И вот почти полгода - столько времени ушло у Трубецкой на уговоры - она со своей крепостной Авдотьей Пугачёвой и прислугой из наемного человека двинулась на восток. А навстречу ехало письмо от мужа, которое Бурнашев арестовал и отправил в Петербург, в III Отделение. В нём Сергей Петрович писал ей из Благодатского рудника, что там "находят нужным содержать нас ещё строже, чем мы содержались в крепости"… "Три человека солдат не спускают с меня глаз, и когда я должен выходить из неё, то часовой с примкнутым штыком за мною следует".

Трубецкой пытался предупредить жену, что "ты еще не видывала таких тесных, низких и бедных изб, каковы здесь. Кроме того, истинно должна будешь быть в нищете, ибо многих из самых простых даже потребностей в жизни не достанешь здесь ни за какие деньги. А если что можно достать, то за такую цену, что скорее можно согласиться без них обойтись". Однако если бы Екатерина Ивановна это письмо получила, оно бы не остановило её. Её беззаветная любовь к мужу была выше любых преград. В графском доме её отца был известный высшему свету салон, в нём она ходила по мраморным плитам, которые когда-то принадлежали римскому императору Нерону. А тут она готова была спать на холодном, щелястом полу, лишь бы быть ближе к другу. Она была связана с мужем не только узами брака, но и дружбы, единомыслия. Розен говорил ней: "Екатерина Ивановна Трубецкая была не красива лицом, не стройна, среднего роста, но когда заговорит,- так что твоя краса и глаза, просто обворожит спокойным, приятным голосом и плавною, умною и доброю речью, так всё слушал бы её. Голос и речь были отпечатком доброго сердца и очень образованного ума от разборчивого чтения, от путешествий и пребывания в чужих краях, от сближения со знаменитостями дипломатии".

Судьба Трубецкой причудливо переплелась с судьбой Волконской и Муравьёвой. Эти женщины выехали в Сибирь несколько недель после Трубецкой. Поэт Вяземский так отметил это в своём письме из Москвы: "На днях мы видели здесь проезжающих далее Муравьёву-Чернышеву и Волконскую-Раевскую. Что за трогательное и возвышенное отречение! Спасибо женщинам: они дадут несколько прекрасных строк нашей истории".

Они дали прекрасные строки не только для истории, но и для литературы. Волконской и Трубецкой Некрасов посвятил поэму "Русские женщины". Написана она была через 13 лет после их отъезда в Сибирь. Любимой книгой поэта были записки декабриста Розена.
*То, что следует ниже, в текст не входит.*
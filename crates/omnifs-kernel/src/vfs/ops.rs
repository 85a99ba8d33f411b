//! The per-backend filesystem contract.

use std::fmt;
use std::sync::Arc;
use std::sync::atomic::{AtomicBool, Ordering};
use std::time::SystemTime;

use async_trait::async_trait;

use super::content::{BoxReader, BoxWriter, DirectoryStream};
use super::error::{VfsError, VfsResult};
use super::path::{ByteString, VfsPath};
use super::types::{BackendKind, CopyOptions, FileMetadata, FileStore, OpenOptions};
use super::uri::Uri;

/// Core filesystem operations.
///
/// One instance serves one root URI. Paths passed in must belong to that
/// root; relative paths are resolved against [`FileSystem::default_directory`].
///
/// The `native_*` and `rename` methods are primitives for the generic
/// copy/move algorithm in [`crate::vfs::transfer`]. They report
/// [`VfsError::Unsupported`] when the backend has no such primitive, which
/// the algorithm treats as "fall back", not as a failure.
#[async_trait]
pub trait FileSystem: Send + Sync + fmt::Debug {
    // ========================================================================
    // Identity and lifecycle
    // ========================================================================

    fn kind(&self) -> BackendKind;

    fn root_uri(&self) -> &Arc<Uri>;

    fn root_path(&self) -> VfsPath {
        VfsPath::root_of(self.root_uri().clone())
    }

    fn default_directory(&self) -> VfsPath {
        self.root_path()
    }

    /// Parse raw path bytes against this filesystem.
    fn path(&self, bytes: &[u8]) -> VfsPath {
        self.default_directory()
            .resolve(&VfsPath::parse(self.root_uri().clone(), bytes))
    }

    fn is_read_only(&self) -> bool {
        false
    }

    fn is_open(&self) -> bool;

    /// Close the filesystem. Later operations fail with [`VfsError::Closed`].
    async fn close(&self) -> VfsResult<()>;

    // ========================================================================
    // Reading
    // ========================================================================

    /// Metadata of `path`, following a final symlink when `follow_links`.
    async fn metadata(&self, path: &VfsPath, follow_links: bool) -> VfsResult<FileMetadata>;

    /// Existence is a successful metadata lookup.
    async fn exists(&self, path: &VfsPath) -> bool {
        self.metadata(path, true).await.is_ok()
    }

    async fn read_directory(&self, dir: &VfsPath) -> VfsResult<DirectoryStream>;

    async fn open_reader(&self, path: &VfsPath) -> VfsResult<BoxReader>;

    async fn read_symlink(&self, link: &VfsPath) -> VfsResult<ByteString> {
        Err(VfsError::unsupported(format!("read_symlink {link}")))
    }

    async fn file_store(&self, path: &VfsPath) -> VfsResult<FileStore>;

    /// Two paths of this filesystem denote the same file.
    async fn is_same_file(&self, a: &VfsPath, b: &VfsPath) -> VfsResult<bool> {
        if a == b {
            return Ok(true);
        }
        let left = self.metadata(a, true).await?;
        match self.metadata(b, true).await {
            Ok(right) => Ok(left.key == right.key),
            Err(e) if e.is_not_found() => Ok(false),
            Err(e) => Err(e),
        }
    }

    // ========================================================================
    // Writing
    // ========================================================================

    async fn open_writer(&self, path: &VfsPath, options: OpenOptions) -> VfsResult<BoxWriter>;

    async fn create_directory(&self, path: &VfsPath) -> VfsResult<()>;

    async fn create_symlink(&self, link: &VfsPath, target: &ByteString) -> VfsResult<()> {
        let _ = target;
        Err(VfsError::unsupported(format!("create_symlink {link}")))
    }

    async fn create_link(&self, link: &VfsPath, existing: &VfsPath) -> VfsResult<()> {
        let _ = existing;
        Err(VfsError::unsupported(format!("create_link {link}")))
    }

    /// Delete a file, symlink or empty directory.
    async fn delete(&self, path: &VfsPath) -> VfsResult<()>;

    async fn set_last_modified(&self, path: &VfsPath, time: SystemTime) -> VfsResult<()> {
        let _ = time;
        Err(VfsError::unsupported(format!("set_last_modified {path}")))
    }

    async fn set_mode(&self, path: &VfsPath, mode: u32) -> VfsResult<()> {
        let _ = mode;
        Err(VfsError::unsupported(format!("set_mode {path}")))
    }

    // ========================================================================
    // Native primitives for copy/move
    // ========================================================================

    /// Whether a same-instance move can be guaranteed atomic.
    fn supports_atomic_move(&self) -> bool {
        false
    }

    /// Copy within this filesystem. The target is known to be absent.
    async fn native_copy(
        &self,
        source: &VfsPath,
        target: &VfsPath,
        options: &CopyOptions,
    ) -> VfsResult<()> {
        let _ = options;
        Err(VfsError::unsupported(format!("copy {source} -> {target}")))
    }

    /// Move within this filesystem. The target is known to be absent.
    async fn native_move(
        &self,
        source: &VfsPath,
        target: &VfsPath,
        options: &CopyOptions,
    ) -> VfsResult<()> {
        let _ = options;
        Err(VfsError::unsupported(format!("move {source} -> {target}")))
    }

    /// Rename within the same parent directory.
    async fn rename(&self, source: &VfsPath, target: &VfsPath) -> VfsResult<()> {
        self.native_move(source, target, &CopyOptions::default()).await
    }
}

/// Root identity and open flag shared by backend implementations.
#[derive(Debug)]
pub struct FsHandle {
    root: Arc<Uri>,
    open: AtomicBool,
}

impl FsHandle {
    pub fn new(root: Arc<Uri>) -> Self {
        Self {
            root,
            open: AtomicBool::new(true),
        }
    }

    pub fn root(&self) -> &Arc<Uri> {
        &self.root
    }

    pub fn is_open(&self) -> bool {
        self.open.load(Ordering::Acquire)
    }

    /// Returns whether this call closed it.
    pub fn mark_closed(&self) -> bool {
        self.open.swap(false, Ordering::AcqRel)
    }

    /// Check that the filesystem is open and `path` belongs to it, then
    /// return the path made absolute and normalized.
    pub fn check(&self, path: &VfsPath) -> VfsResult<VfsPath> {
        if !self.is_open() {
            return Err(VfsError::closed(self.root.to_string()));
        }
        if path.root_uri() != &self.root {
            return Err(VfsError::file_system(
                path.to_string(),
                format!("path belongs to {}, not {}", path.root_uri(), self.root),
            ));
        }
        Ok(VfsPath::root_of(self.root.clone()).resolve(path).normalize())
    }
}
Посвятил Некрасов поэму и Трубецкому, называется она "Дедушка". Поэт написал её, когда Сергей Петрович был ещё жив. А продолжение "Русских женщин" хотел посвятить Муравьёвой. В нём он предполагал описать многострадальную жизнь в Чите и в Петровском заводе. Но не успел: остались лишь черновые наброски.

Посвятил Александре Григорьевне Муравьевой свой рассказ "Шлиссельбургская станция" Николай Бестужев. А Розен так написал о ней: "Наша милая Александра Григорьевна, с добрейшим сердцем, юная прекрасная лицом, гибкая станом, единственно белокурая из всех смуглых Чернышевских, разрывала жизнь свою сжигающим чувством любви к присутствующему мужу и отсутствующим детям. Мужу своему показывала себя спокойною, даже радостною, чтобы не опечалить его, а наедине предавалась чувствам матери самой нежной".

Следующими после Муравьёвой приехали Е.П.Нарышкина и А.В.Ентальцева. На постовой станции появилась такая запись: "4 августа 1827 года на 13 подводах с урядником Южаковым прибыли жёны государственных преступников Нарышкина и Ентальцева".

Прибытие из Благодатки М.Н.Волконской и Е.И.Трубецкой не зафиксировано на почтовой станции; они ехали не на почтовых, а на так называемых "обывательских" лошадях, но об их приезде говорит запись унтер-офицера Макковеева, сопровождавшего их, а он прибыл 25 сентября 1827 года.

На следующий день, 26 сентября, М.Н.Волконская писала в своём письме: "Со всеми дамами мы как бы составляем одну семью; они приняли меня с распростёртыми объятиями, так как несчастье сближает".

Они поселились вместе с Ентальцевой. "Мы живём вместе, она моя экономка и учит меня бережливости, - писала далее Волконская. - Помещение моё несравненно удобнее, чем в Благодатке, у меня, по крайней мере, есть место для письменного стола, пяльцев и рояля".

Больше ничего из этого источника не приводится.